Sonder shifts to revenue sharing

Diving deeper into

Sonder

Company Report
This shift reduces fixed costs and aligns owner incentives with Sonder's performance.
Analyzed 4 sources

Moving from fixed leases to revenue share is really a move from taking real estate risk to taking operating risk. Under a fixed lease, Sonder owes rent even when rooms sit empty. Under revenue share, the owner gets paid more when occupancy and room rates are strong, and less when demand weakens. That makes the property owner a partner in filling rooms and keeping the building competitive, instead of a landlord collecting the same check no matter what happens.

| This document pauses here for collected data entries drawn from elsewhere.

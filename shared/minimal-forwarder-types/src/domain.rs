use alloy_primitives::{keccak256, Address, B256, U256};
use serde::{Deserialize, Serialize};

use crate::typed_data::address_word;

/// Domain name every forwarder instance signs under.
pub const FORWARDER_NAME: &str = "MinimalForwarder";
/// Protocol version. Field order and types of `ForwardRequest` are bound to it.
pub const FORWARDER_VERSION: &str = "0.0.1";

const DOMAIN_TYPE: &[u8] =
    b"EIP712Domain(string name,string version,uint256 chainId,address verifyingContract)";

/// EIP-712 domain scoping signatures to one forwarder instance on one chain.
#[derive(Clone, Debug, PartialEq, Eq, Hash, Serialize, Deserialize)]
#[serde(rename_all = "camelCase")]
pub struct ForwarderDomain {
    pub name: String,
    pub version: String,
    pub chain_id: u64,
    pub verifying_contract: Address,
}

impl ForwarderDomain {
    /// Canonical `MinimalForwarder` / `0.0.1` domain for a forwarder at `verifying_contract`.
    pub fn minimal_forwarder(chain_id: u64, verifying_contract: Address) -> Self {
        Self {
            name: FORWARDER_NAME.to_string(),
            version: FORWARDER_VERSION.to_string(),
            chain_id,
            verifying_contract,
        }
    }

    /// Domain separator: `keccak256(typeHash || nameHash || versionHash || chainId || verifyingContract)`.
    pub fn separator(&self) -> B256 {
        let mut buf = Vec::with_capacity(32 * 5);
        buf.extend_from_slice(keccak256(DOMAIN_TYPE).as_slice());
        buf.extend_from_slice(keccak256(self.name.as_bytes()).as_slice());
        buf.extend_from_slice(keccak256(self.version.as_bytes()).as_slice());
        buf.extend_from_slice(&U256::from(self.chain_id).to_be_bytes::<32>());
        buf.extend_from_slice(&address_word(self.verifying_contract));
        keccak256(buf)
    }
}
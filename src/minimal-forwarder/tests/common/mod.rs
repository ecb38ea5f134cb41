#![allow(dead_code)]

use std::sync::Arc;

use alloy_primitives::{Address, Bytes, U256};
use alloy_sol_types::SolCall;
use forwarder_signer::LocalSigner;
use minimal_forwarder::{
    registry::{interfaces::IDIDRegistry, ManualClock},
    DidRegistry, ExecutionResult, ForwardRequest, Forwarder, ForwarderDomain, ForwarderError,
    NonceLedger, TargetDirectory,
};

pub const CHAIN_ID: u64 = 31337;
pub const FORWARDER_ADDRESS: Address = Address::repeat_byte(0xf0);
pub const REGISTRY_ADDRESS: Address = Address::repeat_byte(0xd1);

pub const RELAYER_KEY: &str = "ac0974bec39a17e36ba4a6b4d238ff944bacb478cbed5efcae784d7bf4f2ff80";
pub const USER_KEY: &str = "59c6995e998f97a5a0044966f0945389dc9e86dae88c7a8412f4603b6b78690d";
pub const OTHER_USER_KEY: &str = "5de4111afa1a4b94908f83103eb1f1706367c2e68ca870fc3fb9a804cdab365a";

pub fn signer(key: &str) -> LocalSigner {
    LocalSigner::from_hex(key).unwrap()
}

/// A forwarder and a registry that trusts it, sharing one target directory.
pub struct Deployment {
    pub targets: Arc<TargetDirectory>,
    pub forwarder: Arc<Forwarder>,
    pub registry: Arc<DidRegistry<Arc<ManualClock>>>,
    pub clock: Arc<ManualClock>,
}

impl Deployment {
    pub fn new() -> Self {
        Self::at(CHAIN_ID, FORWARDER_ADDRESS)
    }

    pub fn at(chain_id: u64, forwarder_address: Address) -> Self {
        let targets = Arc::new(TargetDirectory::new());
        let forwarder = Arc::new(Forwarder::new(
            ForwarderDomain::minimal_forwarder(chain_id, forwarder_address),
            Arc::new(NonceLedger::new()),
            targets.clone(),
        ));
        let clock = Arc::new(ManualClock::new(1_700_000_000));
        let registry = Arc::new(DidRegistry::with_clock(
            REGISTRY_ADDRESS,
            forwarder_address,
            clock.clone(),
        ));
        targets.register(REGISTRY_ADDRESS, registry.clone()).unwrap();
        Self {
            targets,
            forwarder,
            registry,
            clock,
        }
    }

    /// Request from `signer` to `to` at the signer's current nonce.
    pub fn request(&self, signer: &LocalSigner, to: Address, data: impl Into<Bytes>) -> ForwardRequest {
        ForwardRequest {
            from: signer.address(),
            to,
            value: U256::ZERO,
            gas: U256::from(1_000_000u64),
            nonce: self.forwarder.get_nonce(signer.address()),
            data: data.into(),
        }
    }

    pub fn sign(&self, signer: &LocalSigner, request: &ForwardRequest) -> Bytes {
        signer.sign_request(self.forwarder.domain(), request).unwrap()
    }
}

/// Submits signed requests; its own identity never reaches the targets.
pub struct Relayer {
    pub signer: LocalSigner,
    pub forwarder: Arc<Forwarder>,
}

impl Relayer {
    pub fn new(key: &str, forwarder: Arc<Forwarder>) -> Self {
        Self {
            signer: signer(key),
            forwarder,
        }
    }

    pub fn address(&self) -> Address {
        self.signer.address()
    }

    pub fn relay(&self, request: &ForwardRequest, signature: &[u8]) -> Result<ExecutionResult, ForwarderError> {
        self.forwarder.execute(request, signature)
    }
}

pub fn register_did_calldata(did: &str, metadata: &str) -> Bytes {
    IDIDRegistry::registerDIDCall {
        did: did.to_string(),
        metadata: metadata.to_string(),
    }
    .abi_encode()
    .into()
}
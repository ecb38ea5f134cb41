//! Shared types for forwardable requests, their typed-data domain, and the call context a
//! forwarder hands to its targets.

pub mod call;
pub mod domain;
pub mod request;
pub mod typed_data;

pub use call::AuthenticatedCall;
pub use domain::ForwarderDomain;
pub use request::{ExecutionResult, ForwardRequest};
pub use typed_data::{digest, EncodingError, MAX_DATA_LEN};
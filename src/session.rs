use std::fs;
use std::path::PathBuf;

use parking_lot::RwLock;

use crate::config::AuthConfig;

/// Holds the bearer token for the moderation backend. The token comes either
/// inline from config or from a token file that an external login flow keeps
/// fresh; `reload` re-reads the sources so the UI can pick up a token that
/// appears after startup.
pub struct Session {
    inline: Option<String>,
    token_file: Option<PathBuf>,
    current: RwLock<Option<String>>,
}

impl Session {
    pub fn new(auth: &AuthConfig) -> Self {
        let session = Session {
            inline: normalize(&auth.token),
            token_file: auth.token_file.clone(),
            current: RwLock::new(None),
        };
        session.reload();
        session
    }

    /// Current token, if one is known. Empty and whitespace-only values count
    /// as absent.
    pub fn token(&self) -> Option<String> {
        self.current.read().clone()
    }

    /// Re-read the token sources. Returns true when the value changed.
    pub fn reload(&self) -> bool {
        let fresh = self.resolve();
        let mut current = self.current.write();
        if *current == fresh {
            return false;
        }
        *current = fresh;
        true
    }

    fn resolve(&self) -> Option<String> {
        if self.inline.is_some() {
            return self.inline.clone();
        }
        let path = self.token_file.as_ref()?;
        let contents = fs::read_to_string(path).ok()?;
        contents.lines().next().and_then(normalize)
    }
}

fn normalize(raw: &str) -> Option<String> {
    let trimmed = raw.trim();
    if trimmed.is_empty() {
        None
    } else {
        Some(trimmed.to_string())
    }
}

#[cfg(test)]
mod tests {
    use super::*;

    fn auth(token: &str, token_file: Option<PathBuf>) -> AuthConfig {
        AuthConfig {
            token: token.to_string(),
            token_file,
        }
    }

    #[test]
    fn inline_token_wins_over_file() {
        let dir = tempfile::tempdir().expect("tempdir");
        let path = dir.path().join("token");
        fs::write(&path, "file-token\n").expect("write token");
        let session = Session::new(&auth("inline-token", Some(path)));
        assert_eq!(session.token().as_deref(), Some("inline-token"));
    }

    #[test]
    fn file_token_is_trimmed_to_first_line() {
        let dir = tempfile::tempdir().expect("tempdir");
        let path = dir.path().join("token");
        fs::write(&path, "  file-token  \nsecond line\n").expect("write token");
        let session = Session::new(&auth("", Some(path)));
        assert_eq!(session.token().as_deref(), Some("file-token"));
    }

    #[test]
    fn missing_file_means_no_token() {
        let dir = tempfile::tempdir().expect("tempdir");
        let session = Session::new(&auth("", Some(dir.path().join("absent"))));
        assert!(session.token().is_none());
    }

    #[test]
    fn empty_file_means_no_token() {
        let dir = tempfile::tempdir().expect("tempdir");
        let path = dir.path().join("token");
        fs::write(&path, "   \n").expect("write token");
        let session = Session::new(&auth("", Some(path)));
        assert!(session.token().is_none());
    }

    #[test]
    fn reload_reports_token_changes() {
        let dir = tempfile::tempdir().expect("tempdir");
        let path = dir.path().join("token");
        let session = Session::new(&auth("", Some(path.clone())));
        assert!(session.token().is_none());

        fs::write(&path, "fresh-token\n").expect("write token");
        assert!(session.reload());
        assert_eq!(session.token().as_deref(), Some("fresh-token"));

        assert!(!session.reload());

        fs::write(&path, "rotated-token\n").expect("write token");
        assert!(session.reload());
        assert_eq!(session.token().as_deref(), Some("rotated-token"));
    }
}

  • This matters because fixed rent was the part of the model that broke many apartment hotel operators during the pandemic. Lyric, Stay Alfred, and Domio were all hurt by having to cover rent after travel demand collapsed, while newer operators like Kasa leaned harder into revenue share to stay more flexible.
  • The tradeoff is economic. Sonder gives up some upside on strong properties, but it lowers the chance that a building becomes a cash drain in a weak market. That is the same logic behind OYO dropping minimum guarantees and shifting hotel partners to pure revenue sharing as it pushed toward profitability.
  • It also changes the sales pitch to owners. Instead of offering a fixed lease and taking the whole demand risk, Sonder can offer a smaller guaranteed payment plus a share of bookings. Wander uses a similar structure, taking roughly 20% to 25% of revenue to manage homes on behalf of owners rather than leasing them outright.

The model is heading toward a more hotel like management contract structure, where the operator wins by driving occupancy, pricing, and repeat demand rather than by financial engineering on leases. The companies that survive in this category are likely to be the ones that control guest experience and distribution, while leaving more of the downside real estate exposure with owners.